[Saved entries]
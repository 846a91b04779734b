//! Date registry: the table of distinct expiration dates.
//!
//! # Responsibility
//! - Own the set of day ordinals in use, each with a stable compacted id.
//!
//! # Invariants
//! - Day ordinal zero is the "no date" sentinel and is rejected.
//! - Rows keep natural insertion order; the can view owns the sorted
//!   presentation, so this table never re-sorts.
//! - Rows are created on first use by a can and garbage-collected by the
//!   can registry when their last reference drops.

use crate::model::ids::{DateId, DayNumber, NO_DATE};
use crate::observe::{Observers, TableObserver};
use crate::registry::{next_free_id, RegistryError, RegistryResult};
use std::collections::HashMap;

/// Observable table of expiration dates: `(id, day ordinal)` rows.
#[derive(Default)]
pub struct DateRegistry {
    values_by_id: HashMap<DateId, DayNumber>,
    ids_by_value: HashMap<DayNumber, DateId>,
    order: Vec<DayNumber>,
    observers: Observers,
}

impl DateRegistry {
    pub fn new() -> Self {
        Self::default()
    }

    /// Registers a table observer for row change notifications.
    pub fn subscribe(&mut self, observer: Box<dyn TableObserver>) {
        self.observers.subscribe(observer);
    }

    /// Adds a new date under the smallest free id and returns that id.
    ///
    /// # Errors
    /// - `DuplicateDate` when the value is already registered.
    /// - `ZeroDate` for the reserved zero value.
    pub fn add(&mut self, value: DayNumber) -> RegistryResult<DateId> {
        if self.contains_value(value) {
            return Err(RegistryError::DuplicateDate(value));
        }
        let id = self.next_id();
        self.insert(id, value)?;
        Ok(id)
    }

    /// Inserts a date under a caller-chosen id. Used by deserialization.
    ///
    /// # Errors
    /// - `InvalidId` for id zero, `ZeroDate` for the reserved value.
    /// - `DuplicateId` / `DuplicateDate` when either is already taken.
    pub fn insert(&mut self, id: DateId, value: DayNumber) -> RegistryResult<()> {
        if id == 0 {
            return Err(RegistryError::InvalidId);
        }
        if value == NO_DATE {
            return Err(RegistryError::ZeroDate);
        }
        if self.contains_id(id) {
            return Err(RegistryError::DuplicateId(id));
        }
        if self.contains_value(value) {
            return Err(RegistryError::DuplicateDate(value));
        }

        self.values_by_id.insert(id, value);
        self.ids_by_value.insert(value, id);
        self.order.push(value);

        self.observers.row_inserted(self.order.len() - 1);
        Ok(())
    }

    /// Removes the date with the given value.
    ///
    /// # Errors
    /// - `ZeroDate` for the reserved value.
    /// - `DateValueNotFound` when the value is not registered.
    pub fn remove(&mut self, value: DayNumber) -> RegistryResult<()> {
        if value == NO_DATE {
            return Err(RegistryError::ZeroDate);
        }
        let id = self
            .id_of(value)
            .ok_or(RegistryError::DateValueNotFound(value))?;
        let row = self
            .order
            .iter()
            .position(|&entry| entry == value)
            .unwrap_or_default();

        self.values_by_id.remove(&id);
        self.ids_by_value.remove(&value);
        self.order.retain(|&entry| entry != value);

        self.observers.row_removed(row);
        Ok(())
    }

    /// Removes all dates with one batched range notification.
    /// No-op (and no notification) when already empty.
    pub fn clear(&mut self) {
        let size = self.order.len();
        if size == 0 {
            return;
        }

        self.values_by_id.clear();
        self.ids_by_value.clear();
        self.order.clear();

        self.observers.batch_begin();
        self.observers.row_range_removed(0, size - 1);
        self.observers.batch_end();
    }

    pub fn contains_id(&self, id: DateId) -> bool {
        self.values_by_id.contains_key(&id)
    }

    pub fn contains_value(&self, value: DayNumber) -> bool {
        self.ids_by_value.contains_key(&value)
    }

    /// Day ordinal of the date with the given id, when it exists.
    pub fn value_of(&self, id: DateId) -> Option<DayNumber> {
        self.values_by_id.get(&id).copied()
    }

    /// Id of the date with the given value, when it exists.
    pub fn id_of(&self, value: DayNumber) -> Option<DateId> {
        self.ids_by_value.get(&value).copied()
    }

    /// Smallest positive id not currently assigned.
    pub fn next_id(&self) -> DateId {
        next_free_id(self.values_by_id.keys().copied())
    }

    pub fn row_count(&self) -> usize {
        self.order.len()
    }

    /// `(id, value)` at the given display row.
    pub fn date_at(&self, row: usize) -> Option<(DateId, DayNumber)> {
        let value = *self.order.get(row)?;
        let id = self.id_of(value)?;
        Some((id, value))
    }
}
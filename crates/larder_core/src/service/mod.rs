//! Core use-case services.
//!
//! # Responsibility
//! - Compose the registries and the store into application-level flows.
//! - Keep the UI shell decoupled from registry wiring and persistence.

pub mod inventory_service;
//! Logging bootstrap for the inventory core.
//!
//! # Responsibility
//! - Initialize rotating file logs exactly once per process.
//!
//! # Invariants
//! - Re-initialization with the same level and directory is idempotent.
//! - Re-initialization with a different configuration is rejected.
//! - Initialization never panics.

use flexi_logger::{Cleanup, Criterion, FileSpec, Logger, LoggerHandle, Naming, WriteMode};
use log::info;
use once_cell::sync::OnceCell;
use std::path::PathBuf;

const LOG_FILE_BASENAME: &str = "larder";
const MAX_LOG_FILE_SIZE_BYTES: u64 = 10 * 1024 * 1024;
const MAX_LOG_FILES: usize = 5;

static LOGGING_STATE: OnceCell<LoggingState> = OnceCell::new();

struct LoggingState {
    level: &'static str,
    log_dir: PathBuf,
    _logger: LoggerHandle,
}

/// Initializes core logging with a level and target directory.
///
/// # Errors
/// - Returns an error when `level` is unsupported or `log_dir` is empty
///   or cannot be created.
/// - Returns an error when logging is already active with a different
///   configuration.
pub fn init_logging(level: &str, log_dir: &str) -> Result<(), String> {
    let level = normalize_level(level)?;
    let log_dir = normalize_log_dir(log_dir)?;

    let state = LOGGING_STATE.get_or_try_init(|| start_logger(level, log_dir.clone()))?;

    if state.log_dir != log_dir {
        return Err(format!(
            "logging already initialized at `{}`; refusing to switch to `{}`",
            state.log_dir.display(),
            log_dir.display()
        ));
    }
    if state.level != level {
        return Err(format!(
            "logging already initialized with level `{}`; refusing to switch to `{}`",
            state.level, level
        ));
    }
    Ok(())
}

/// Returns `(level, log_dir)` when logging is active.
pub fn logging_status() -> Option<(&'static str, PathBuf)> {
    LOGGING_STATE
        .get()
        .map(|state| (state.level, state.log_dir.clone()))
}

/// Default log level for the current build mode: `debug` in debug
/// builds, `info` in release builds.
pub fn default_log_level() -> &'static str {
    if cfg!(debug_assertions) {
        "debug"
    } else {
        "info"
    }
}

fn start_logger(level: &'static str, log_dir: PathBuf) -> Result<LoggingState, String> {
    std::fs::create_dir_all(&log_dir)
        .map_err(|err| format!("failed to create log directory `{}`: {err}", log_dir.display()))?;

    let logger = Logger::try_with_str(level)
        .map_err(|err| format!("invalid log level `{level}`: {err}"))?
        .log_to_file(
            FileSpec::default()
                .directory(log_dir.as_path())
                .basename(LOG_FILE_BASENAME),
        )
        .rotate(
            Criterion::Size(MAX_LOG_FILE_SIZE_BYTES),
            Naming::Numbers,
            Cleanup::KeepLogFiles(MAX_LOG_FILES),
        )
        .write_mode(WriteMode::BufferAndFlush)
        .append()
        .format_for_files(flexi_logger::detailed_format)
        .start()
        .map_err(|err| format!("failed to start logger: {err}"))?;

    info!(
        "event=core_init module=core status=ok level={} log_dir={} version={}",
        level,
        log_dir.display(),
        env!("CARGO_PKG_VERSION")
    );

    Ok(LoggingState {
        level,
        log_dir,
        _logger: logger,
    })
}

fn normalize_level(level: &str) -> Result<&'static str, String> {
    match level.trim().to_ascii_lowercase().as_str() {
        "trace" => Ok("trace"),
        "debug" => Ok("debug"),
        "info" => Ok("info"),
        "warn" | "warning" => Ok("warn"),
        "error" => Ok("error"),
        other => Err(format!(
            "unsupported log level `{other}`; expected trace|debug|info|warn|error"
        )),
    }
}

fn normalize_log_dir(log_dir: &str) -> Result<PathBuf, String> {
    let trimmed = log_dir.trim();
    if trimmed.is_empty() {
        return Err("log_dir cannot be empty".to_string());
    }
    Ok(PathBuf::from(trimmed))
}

[Task to carry out]
Whenever a line above has the word "InvalidId" in it, copy that line.

[Result]
    /// - `InvalidId` for id zero, `ZeroDate` for the reserved value.
            return Err(RegistryError::InvalidId);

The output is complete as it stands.